Monday, October 15, 2018

A Brief Review of Lost Highway Suite

A Brief Review of Lost Highway Suite

A Brief Review of Lost Highway Suite

Michael Savini

This performance took place in EMPAC’s main concert hall at 8 PM on Saturday. Before the performance began, the audience was greeted with an address from The Honorable Shirley Ann Jackson. She described EMPAC as the “North Star” for the Art X program here at RPI, and also detailed the importance of the arts at Rensselaer; this address was around 15 minutes long.

Scattered around the concert hall were 64 loudspeakers arranged to encapsulate the audience in a large dome of sound, giving each seat a unique experience yet truly utilizing EMPAC’s spatial potential. The piece was performed by the International Contemporary Ensemble, with six soloists whose performances would be channeled into a live electronics system. Solos were performed on a saxophone, clarinet, trombone, guitar, accordion, and keyboard. The musician performing with the live electronic effects directly utilized a laptop to control the electronic modulations of soloists, sound effects, and the distribution of all of those sounds to the 64 loudspeakers in the audience. The 27 instrumentalists played a variety of classical and contemporary instruments; Two percussionists were located to the sides of the main ensemble towards the back of the stage, and the live electronic musician was positioned in the back, stage left, adjacent to the keyboard soloist.

With regard to the music, a large portion of Lost Highway Suite developed multiple soundscapes for the listener while other portions were more classically expected melodic performance. The soundscapes that were developed could be characterized as smooth, immersive, and in some places quite atonal. The more classically expected portions of the performance were audibly more “grounded” with a tonal center and melodic purpose. The soloists were not always playing melodic lines, but rather switching back and forth between different musical purposes; they would very frequently switch from decorative musical thoughts and ideas to basic tonal contribution to the soundscape being developed. There were several moments throughout the piece where a jarring and unsettling chord was stabbed by all of the performers in the ensemble which felt like it was intended to disorient the listener and provide contrast to the soundscape. The percussionists, whose synchronized movements attracted the eye during the performance, frequently added decorative elements like suspended cymbal rolls, melodic percussive elements, and powerful bass drum hits. At some points, it was hard to tell if an instrumentalist on stage was performing a part that was being modulated through the use of live electronics or if the part was entirely pre-recorded or electronically developed at the moment. While some soloists like the trumpet performed a very clear melodic line, other soloists like the trombone were frequently holding long tones to mix with the soundscape.
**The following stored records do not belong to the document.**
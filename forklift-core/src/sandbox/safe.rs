// SPDX-License-Identifier: Apache-2.0
// Copyright 2025 Ankit Kumar Pandey

//! Serializing, self-destructing envelope around a backend sandbox.
//!
//! Contracts:
//! - mutating calls run one at a time under a single lock;
//! - the first error from the backend destroys the sandbox, and every later
//!   mutating call returns a dead-sandbox error;
//! - pausing a paused sandbox (or unpausing a running one) is a silent no-op;
//! - `Unpause` is published before the backend call and `Pause` after it, so
//!   observers never see a sandbox as idle while it can still run.

use std::sync::{Arc, Weak};

use tokio::sync::Mutex;

use super::{
    EventListener, EventType, ForkTarget, Sandbox, SandboxClient, SandboxMeta, SandboxState,
    SandboxStateMachine,
};
use crate::error::{ForkliftError, ForkliftResult, SandboxError};
use crate::types::{RuntimeKind, SandboxId};

struct Guarded {
    sb: Box<dyn Sandbox>,
    machine: SandboxStateMachine,
    dead: Option<String>,
    listeners: Vec<EventListener>,
}

/// Thread-safe sandbox handle. Always used behind an `Arc`.
pub struct SafeSandbox {
    id: SandboxId,
    runtime: RuntimeKind,
    is_leaf: bool,
    meta: SandboxMeta,
    client: SandboxClient,
    this: Weak<SafeSandbox>,
    guarded: Mutex<Guarded>,
}

impl std::fmt::Debug for SafeSandbox {
    fn fmt(&self, f: &mut std::fmt::Formatter<'_>) -> std::fmt::Result {
        f.debug_struct("SafeSandbox")
            .field("id", &self.id)
            .field("runtime", &self.runtime)
            .field("is_leaf", &self.is_leaf)
            .finish_non_exhaustive()
    }
}

impl SafeSandbox {
    /// Wrap a fully set up backend sandbox. Nothing is published until
    /// [`SafeSandbox::start_notifying_listeners`].
    pub fn new(sb: Box<dyn Sandbox>) -> Arc<Self> {
        let id = sb.id();
        Arc::new_cyclic(|this| Self {
            id,
            runtime: sb.runtime(),
            is_leaf: sb.is_leaf(),
            meta: sb.meta().clone(),
            client: sb.client(),
            this: this.clone(),
            guarded: Mutex::new(Guarded {
                sb,
                machine: SandboxStateMachine::new(id),
                dead: None,
                listeners: Vec::new(),
            }),
        })
    }

    pub fn id(&self) -> SandboxId {
        self.id
    }

    pub fn runtime(&self) -> RuntimeKind {
        self.runtime
    }

    pub fn is_leaf(&self) -> bool {
        self.is_leaf
    }

    pub fn meta(&self) -> &SandboxMeta {
        &self.meta
    }

    /// Not serialized; the client is safe to share.
    pub fn client(&self) -> SandboxClient {
        self.client.clone()
    }

    /// Install the listeners and publish `Create`.
    pub async fn start_notifying_listeners(&self, listeners: Vec<EventListener>) {
        let mut g = self.guarded.lock().await;
        g.listeners = listeners;
        if let Err(e) = g.machine.transition_to(SandboxState::Running) {
            tracing::error!(sandbox_id = %self.id, error = %e, "Sandbox published twice");
            return;
        }
        self.event(&g, EventType::Create);
    }

    pub async fn destroy(&self, reason: &str) {
        let mut g = self.guarded.lock().await;
        if g.dead.is_some() {
            return;
        }
        let state = if g.machine.is_paused() {
            "paused"
        } else {
            "unpaused"
        };
        self.destroy_locked(
            &mut g,
            reason,
            format!("destroyed by Destroy({}) while {}", reason, state),
        )
        .await;
    }

    /// Destroy only if currently paused; otherwise publish `DestroyIgnored`.
    pub async fn destroy_if_paused(&self, reason: &str) {
        let mut g = self.guarded.lock().await;
        if g.dead.is_some() {
            return;
        }
        if g.machine.is_paused() {
            self.destroy_locked(
                &mut g,
                reason,
                format!("destroyed by DestroyIfPaused({})", reason),
            )
            .await;
        } else {
            self.event(&g, EventType::DestroyIgnored);
        }
    }

    pub async fn pause(&self) -> ForkliftResult<()> {
        let mut g = self.guarded.lock().await;
        self.check_alive(&g)?;
        if g.machine.is_paused() {
            return Ok(());
        }

        if let Err(e) = g.sb.pause().await {
            self.destroy_on_err(&mut g, "pause", &e).await;
            return Err(e);
        }
        g.machine.transition_to(SandboxState::Paused)?;
        self.event(&g, EventType::Pause);
        Ok(())
    }

    pub async fn unpause(&self) -> ForkliftResult<()> {
        let mut g = self.guarded.lock().await;
        self.check_alive(&g)?;
        if !g.machine.is_paused() {
            return Ok(());
        }

        self.event(&g, EventType::Unpause);
        if let Err(e) = g.sb.unpause().await {
            self.destroy_on_err(&mut g, "unpause", &e).await;
            return Err(e);
        }
        g.machine.transition_to(SandboxState::Running)?;
        Ok(())
    }

    /// Fork this sandbox's runtime into `dst`. Errors (including
    /// [`SandboxError::ForkFailed`]) are returned unchanged after the parent
    /// has been destroyed.
    pub async fn fork(&self, dst: &ForkTarget) -> ForkliftResult<()> {
        let mut g = self.guarded.lock().await;
        self.check_alive(&g)?;

        if let Err(e) = g.sb.fork(dst).await {
            self.destroy_on_err(&mut g, "fork", &e).await;
            return Err(e);
        }
        self.event(&g, EventType::Fork);
        Ok(())
    }

    /// A forked child was torn down.
    ///
    /// Delivered even after this sandbox died, so the backend can finish
    /// its own teardown once the last descendant is gone.
    pub async fn child_exit(&self, child: SandboxId) {
        let mut g = self.guarded.lock().await;
        g.sb.child_exit(child).await;
        if g.dead.is_none() {
            self.event(&g, EventType::ChildExit);
        }
    }

    pub async fn is_paused(&self) -> bool {
        self.guarded.lock().await.machine.is_paused()
    }

    pub async fn is_dead(&self) -> bool {
        self.guarded.lock().await.dead.is_some()
    }

    pub async fn state(&self) -> SandboxState {
        self.guarded.lock().await.machine.state()
    }

    pub async fn runtime_log(&self) -> Option<String> {
        self.guarded.lock().await.sb.runtime_log()
    }

    pub async fn debug_string(&self) -> String {
        let g = self.guarded.lock().await;
        match &g.dead {
            Some(reason) => format!("SANDBOX {} is DEAD: {}\n", self.id, reason),
            None => g.sb.debug_string(),
        }
    }

    fn check_alive(&self, g: &Guarded) -> ForkliftResult<()> {
        match &g.dead {
            Some(reason) => Err(SandboxError::Dead {
                id: self.id,
                reason: reason.clone(),
            }
            .into()),
            None => Ok(()),
        }
    }

    async fn destroy_on_err(&self, g: &mut Guarded, op: &str, err: &ForkliftError) {
        tracing::warn!(sandbox_id = %self.id, operation = op, error = %err, "Destroying sandbox after error");
        let reason = format!("{} failed", op);
        self.destroy_locked(g, &reason, format!("{} failed: {}", op, err))
            .await;
    }

    async fn destroy_locked(&self, g: &mut Guarded, reason: &str, dead: String) {
        g.sb.destroy(reason).await;
        g.dead = Some(dead);
        if let Err(e) = g.machine.transition_to(SandboxState::Destroyed) {
            tracing::error!(sandbox_id = %self.id, error = %e, "Unexpected state on destroy");
        }
        self.event(g, EventType::Destroy);
    }

    fn event(&self, g: &Guarded, event: EventType) {
        let Some(this) = self.this.upgrade() else {
            return;
        };
        for listener in &g.listeners {
            listener(event, &this);
        }
    }
}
Smooth long sounds of similar timbre soon became fairly indistinguishable from the live trombone performance, unless one could see the performer clearly. Lastly, towards the end of the piece, the keyboardist utilizes a microphone to deliver a series of panicked screams that while audibly unsettling still felt very calculated, as if it was meant to blend with the soundscape.

Personally, I enjoyed the piece. I appreciated the contrast between the strongly articulated stabs and the smooth soundscape. I also noticed that at some points, the modulated sounds and soloist performances when combined together sounded not unlike a highway. The pitch bending of the electronics and the actual pitch bending performed by the soloists and ensemble sounded like a series of cars passing the listener; it felt like a surreal interpretation of the Doppler Effect. The piece itself was designed to represent a few underlying questions. In my opinion, the most well-exemplified of these questions, given my previous statements about the Doppler Effect and simulated performances, is the question “How do we know what is real and what is imagined?” With regard to this concept, the performance hits the nail on the head.